Jocelyn was born into a comfortable, middle-class family in Sheffield in 1926.  Her first books were typical for that background and period – Alice in Wonderland, The Enchanted Forest, Cecily M Barker’s Flower Fairies and other fairy stories.  Predictably, they were chosen by her mother and a ‘very dear nanny who was into reading herself’.  Later, Jocelyn’s older sister helped her find books too.  Nanny and Jocelyn’s parents all read aloud to the children.  Jocelyn didn’t say so directly, but her first books seemed to have all the impact any parent could have hoped for: Jocelyn described them as stories ‘that made your imagination race’ and remembered them clearly 80 years later.  The Flower Fairies for example, she said, were ‘part of one’s history’.

After this promising start, things went less well.  Books were in short supply in Jocelyn’s life.  At first this was because her family lived ‘on the fringes’ of Sheffield and ‘it was quite a journey to go anywhere where there were books to be lent’.  Then World War II intervened and Jocelyn, by now at boarding school, found herself being evacuated to remote Cornwall.

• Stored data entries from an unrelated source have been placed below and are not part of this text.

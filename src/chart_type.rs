use serde::{Deserialize, Serialize};

#[derive(Debug, Clone, Copy, PartialEq, Eq, Hash, Serialize, Deserialize)]
pub enum ChartType {
    LineChart,
    ScatterPlot,
    DiscreteBar,
    StackedDiscreteBar,
    StackedBar,
    StackedArea,
    SlopeChart,
    Marimekko,
    WorldMap,
}

impl ChartType {
    /// Types stored in the `charts.type` column. `WorldMap` is a tab, not a type.
    pub const GRAPHER: [ChartType; 8] = [
        ChartType::LineChart,
        ChartType::ScatterPlot,
        ChartType::DiscreteBar,
        ChartType::StackedDiscreteBar,
        ChartType::StackedBar,
        ChartType::StackedArea,
        ChartType::SlopeChart,
        ChartType::Marimekko,
    ];

    pub const ALL: [ChartType; 9] = [
        ChartType::LineChart,
        ChartType::ScatterPlot,
        ChartType::DiscreteBar,
        ChartType::StackedDiscreteBar,
        ChartType::StackedBar,
        ChartType::StackedArea,
        ChartType::SlopeChart,
        ChartType::Marimekko,
        ChartType::WorldMap,
    ];

    pub fn as_str(self) -> &'static str {
        match self {
            ChartType::LineChart => "LineChart",
            ChartType::ScatterPlot => "ScatterPlot",
            ChartType::DiscreteBar => "DiscreteBar",
            ChartType::StackedDiscreteBar => "StackedDiscreteBar",
            ChartType::StackedBar => "StackedBar",
            ChartType::StackedArea => "StackedArea",
            ChartType::SlopeChart => "SlopeChart",
            ChartType::Marimekko => "Marimekko",
            ChartType::WorldMap => "WorldMap",
        }
    }

    pub fn name(self) -> &'static str {
        match self {
            ChartType::LineChart => "Line Chart",
            ChartType::ScatterPlot => "Scatter Plot",
            ChartType::DiscreteBar => "Discrete Bar Chart",
            ChartType::StackedDiscreteBar => "Stacked Discrete Bar Chart",
            ChartType::StackedBar => "Stacked Bar Chart",
            ChartType::StackedArea => "Stacked Area Chart",
            ChartType::SlopeChart => "Slope Chart",
            ChartType::Marimekko => "Marimekko Chart",
            ChartType::WorldMap => "World Map",
        }
    }

    pub fn parse(s: &str) -> Option<Self> {
        Self::ALL.into_iter().find(|t| t.as_str() == s)
    }
}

And I remember after a birthday having a book token and having great difficulty in going to a bookshop in Newquay, Cornwall, to find something to buy.  And in the end The Heir of Redclyffe.  I can’t remember who wrote it but it was a pretty frantic book, I remember.  But there was so little choice.  And I think that’s one of the things we forget now ‘cos there are so many books of every kind, good and bad.  And then there were very, very few.

This early experience seems to have had a lasting effect.  Jocelyn said:

But of course it’s difficult for people nowadays to realise how few books came out and they were rare beasts and you waited for your birthday to get a copy.  Now there’s so much; you go to a bookshop and I’m overwhelmed.  I can hardly ever choose anything ‘cos there’s too much to choose from and it’s difficult to find what you really want.

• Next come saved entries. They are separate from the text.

use chrono::{DateTime, Utc};

use crate::config::Settings;
use crate::datasette::{RandomChart, Variable};
use crate::extract::grapher_path;
use crate::github::StagingSite;
use crate::reference::{make_url, PageReference};

#[derive(Debug, Clone, PartialEq)]
pub enum TargetKind {
    Live,
    Local,
    Staging {
        branch: String,
        title: String,
        updated_at: DateTime<Utc>,
    },
}

/// One environment the resolved page can be opened in.
#[derive(Debug, Clone, PartialEq)]
pub struct EnvironmentTarget {
    pub kind: TargetKind,
    pub origin: String,
    /// Where admin pages live for this environment.
    pub admin_origin: String,
}

/// A titled link offered next to a target.
#[derive(Debug, Clone, PartialEq)]
pub struct RelatedLink {
    pub title: String,
    pub url: String,
}

impl EnvironmentTarget {
    pub fn live(settings: &Settings) -> Self {
        Self {
            kind: TargetKind::Live,
            origin: settings.live_origin.clone(),
            admin_origin: settings.admin_origin.clone(),
        }
    }

    pub fn local(settings: &Settings) -> Self {
        Self {
            kind: TargetKind::Local,
            origin: settings.local_origin.clone(),
            admin_origin: settings.local_origin.clone(),
        }
    }

    pub fn staging(site: &StagingSite) -> Self {
        Self {
            kind: TargetKind::Staging {
                branch: site.branch.clone(),
                title: site.title.clone(),
                updated_at: site.updated_at,
            },
            origin: site.staging_url.clone(),
            admin_origin: site.staging_url.clone(),
        }
    }

    /// Live, local, then one per staging site in the given order.
    pub fn all(settings: &Settings, sites: &[StagingSite]) -> Vec<Self> {
        let mut targets = vec![Self::live(settings), Self::local(settings)];
        targets.extend(sites.iter().map(Self::staging));
        targets
    }

    pub fn label(&self) -> &str {
        match &self.kind {
            TargetKind::Live => "Live",
            TargetKind::Local => "Local",
            TargetKind::Staging { branch, .. } => branch.as_str(),
        }
    }

    pub fn branch(&self) -> Option<&str> {
        match &self.kind {
            TargetKind::Staging { branch, .. } => Some(branch.as_str()),
            _ => None,
        }
    }

    /// Does `name` select this target on the command line?
    pub fn matches(&self, name: &str) -> bool {
        self.label().eq_ignore_ascii_case(name) || self.origin == name
    }

    pub fn url(&self, reference: &PageReference) -> String {
        let origin = if reference.is_admin_page { &self.admin_origin } else { &self.origin };
        make_url(
            origin,
            reference.pathname.as_deref(),
            reference.query_params.as_deref(),
        )
    }

    pub fn chart_url(&self, slug: &str) -> String {
        make_url(&self.origin, Some(&grapher_path(slug)), None)
    }

    pub fn editor_url(&self, reference: &PageReference) -> Option<String> {
        if reference.is_admin_page {
            return None;
        }
        let id = reference.chart_id?;
        Some(make_url(
            &self.admin_origin,
            Some(&format!("/admin/charts/{}/edit", id)),
            None,
        ))
    }

    pub fn grapher_page_url(&self, reference: &PageReference) -> Option<String> {
        if !reference.is_admin_page {
            return None;
        }
        reference.slug.as_deref().map(|slug| self.chart_url(slug))
    }

    /// Related pages, example charts, one random chart per type, and indicator
    /// metadata for this target.
    pub fn related_links(
        &self,
        reference: &PageReference,
        variables: &[Variable],
        random: &[RandomChart],
        settings: &Settings,
    ) -> Vec<RelatedLink> {
        let mut links = Vec::new();
        if let Some(url) = self.grapher_page_url(reference) {
            links.push(RelatedLink { title: "Open Grapher Page".into(), url });
        }
        if let Some(url) = self.editor_url(reference) {
            links.push(RelatedLink { title: "Open Chart Editor".into(), url });
        }
        links.push(RelatedLink {
            title: format!("Open {} Chart", title_case(&settings.default_slug)),
            url: self.chart_url(&settings.default_slug),
        });
        links.extend(random.iter().map(|chart| RelatedLink {
            title: format!("Open Random {}", chart.chart_type.name()),
            url: self.chart_url(&chart.slug),
        }));
        links.extend(variables.iter().map(|v| RelatedLink {
            title: format!("Metadata: {}", v.name),
            url: metadata_url(settings, v.id),
        }));
        links
    }
}

/// Path and query of a copied URL, to be replayed on another origin.
/// Anything that is not a URL contributes nothing.
pub fn path_suffix(text: &str) -> String {
    match url::Url::parse(text.trim()) {
        Ok(url) => make_url("", Some(url.path()), url.query()),
        Err(_) => String::new(),
    }
}

pub fn metadata_url(settings: &Settings, variable_id: u64) -> String {
    format!("{}/{}.metadata.json", settings.metadata_api_url, variable_id)
}

fn title_case(slug: &str) -> String {
    slug.split('-')
        .filter(|w| !w.is_empty())
        .map(|w| {
            let mut chars = w.chars();
            match chars.next() {
                Some(first) => first.to_uppercase().chain(chars).collect(),
                None => String::new(),
            }
        })
        .collect::<Vec<String>>()
        .join(" ")
}

#[cfg(test)]
mod tests {
    use super::*;
    use crate::chart_type::ChartType;

    fn grapher_ref() -> PageReference {
        PageReference {
            slug: Some("life-expectancy".into()),
            chart_id: Some(1234),
            pathname: Some("/grapher/life-expectancy".into()),
            query_params: Some("tab=chart".into()),
            ..PageReference::default()
        }
    }

    fn admin_ref() -> PageReference {
        PageReference {
            slug: Some("child-mortality".into()),
            chart_id: Some(42),
            pathname: Some("/admin/charts/42/edit".into()),
            is_admin_page: true,
            ..PageReference::default()
        }
    }

    fn site() -> StagingSite {
        StagingSite {
            title: "Fix tooltip".into(),
            branch: "fix-tooltip".into(),
            updated_at: "2026-10-15T09:12:44Z".parse().unwrap(),
            staging_url: "http://staging-site-fix-tooltip".into(),
        }
    }

    #[test]
    fn urls_per_environment() {
        let settings = Settings::default();
        let targets = EnvironmentTarget::all(&settings, &[site()]);
        let urls: Vec<String> = targets.iter().map(|t| t.url(&grapher_ref())).collect();
        assert_eq!(
            urls,
            vec![
                "https://ourworldindata.org/grapher/life-expectancy?tab=chart",
                "http://localhost:3030/grapher/life-expectancy?tab=chart",
                "http://staging-site-fix-tooltip/grapher/life-expectancy?tab=chart",
            ]
        );
    }

    #[test]
    fn live_admin_pages_use_admin_origin() {
        let live = EnvironmentTarget::live(&Settings::default());
        assert_eq!(live.url(&admin_ref()), "https://admin.owid.io/admin/charts/42/edit");
        assert_eq!(
            live.grapher_page_url(&admin_ref()).as_deref(),
            Some("https://ourworldindata.org/grapher/child-mortality")
        );
        assert_eq!(live.editor_url(&admin_ref()), None);
    }

    #[test]
    fn editor_url_needs_chart_id() {
        let settings = Settings::default();
        let live = EnvironmentTarget::live(&settings);
        let local = EnvironmentTarget::local(&settings);
        assert_eq!(
            live.editor_url(&grapher_ref()).as_deref(),
            Some("https://admin.owid.io/admin/charts/1234/edit")
        );
        assert_eq!(
            local.editor_url(&grapher_ref()).as_deref(),
            Some("http://localhost:3030/admin/charts/1234/edit")
        );
        let no_id = PageReference { chart_id: None, ..grapher_ref() };
        assert_eq!(live.editor_url(&no_id), None);
    }

    #[test]
    fn path_suffix_keeps_path_and_query() {
        assert_eq!(
            path_suffix("https://ourworldindata.org/grapher/gdp?tab=map\n"),
            "/grapher/gdp?tab=map"
        );
        assert_eq!(path_suffix("http://localhost:3030/admin/charts"), "/admin/charts");
        assert_eq!(path_suffix("gdp"), "");
    }

    #[test]
    fn selecting_targets_by_name() {
        let staging = EnvironmentTarget::staging(&site());
        assert!(staging.matches("fix-tooltip"));
        assert!(staging.matches("http://staging-site-fix-tooltip"));
        assert!(EnvironmentTarget::live(&Settings::default()).matches("live"));
        assert!(!staging.matches("live"));
    }

    #[test]
    fn related_links_for_a_grapher_page() {
        let settings = Settings::default();
        let local = EnvironmentTarget::local(&settings);
        let random = vec![
            RandomChart {
                slug: "life-expectancy-vs-gdp".into(),
                chart_type: ChartType::ScatterPlot,
            },
            RandomChart {
                slug: "share-of-land-area".into(),
                chart_type: ChartType::Marimekko,
            },
        ];
        let variables = vec![Variable { id: 1001, name: "Under-five mortality".into() }];
        let links = local.related_links(&grapher_ref(), &variables, &random, &settings);
        let titles: Vec<&str> = links.iter().map(|l| l.title.as_str()).collect();
        assert_eq!(
            titles,
            vec![
                "Open Chart Editor",
                "Open Life Expectancy Chart",
                "Open Random Scatter Plot",
                "Open Random Marimekko Chart",
                "Metadata: Under-five mortality",
            ]
        );
        assert_eq!(
            links[4].url,
            "https://api.ourworldindata.org/v1/indicators/1001.metadata.json"
        );
        assert_eq!(links[3].url, "http://localhost:3030/grapher/share-of-land-area");
    }

    #[test]
    fn no_random_charts_means_no_random_links() {
        let settings = Settings::default();
        let live = EnvironmentTarget::live(&settings);
        let links = live.related_links(&admin_ref(), &[], &[], &settings);
        let titles: Vec<&str> = links.iter().map(|l| l.title.as_str()).collect();
        assert_eq!(titles, vec!["Open Grapher Page", "Open Life Expectancy Chart"]);
    }
}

Another effect of this shortage was that Jocelyn ended up reading what was available – the books on the family bookshelves – just because they were there.  She considered herself lucky.  ‘I think people forget now that it was like that.  You could be in a situation where you hadn’t anything new to read.  It seems incredible now, doesn’t it?’

Jocelyn’s family continued to influence her choices and judgments.  Her mother was ‘interested in books.  And so there was a good wide variety of classics’.  Jocelyn remembered reading, for example, Precious Bane and Mary Webb’s other novels.  ‘My mother was very sensible; she never said, ‘Don’t’.  She was very good; she was highly intelligent and we valued what she thought.’  (Jocelyn’s father tried too, but was rather less successful: suggestions like G A Henty were rejected as ‘boy’s own stuff’.)

School was the next big influence on Jocelyn, and it was there that her own judgment began to emerge.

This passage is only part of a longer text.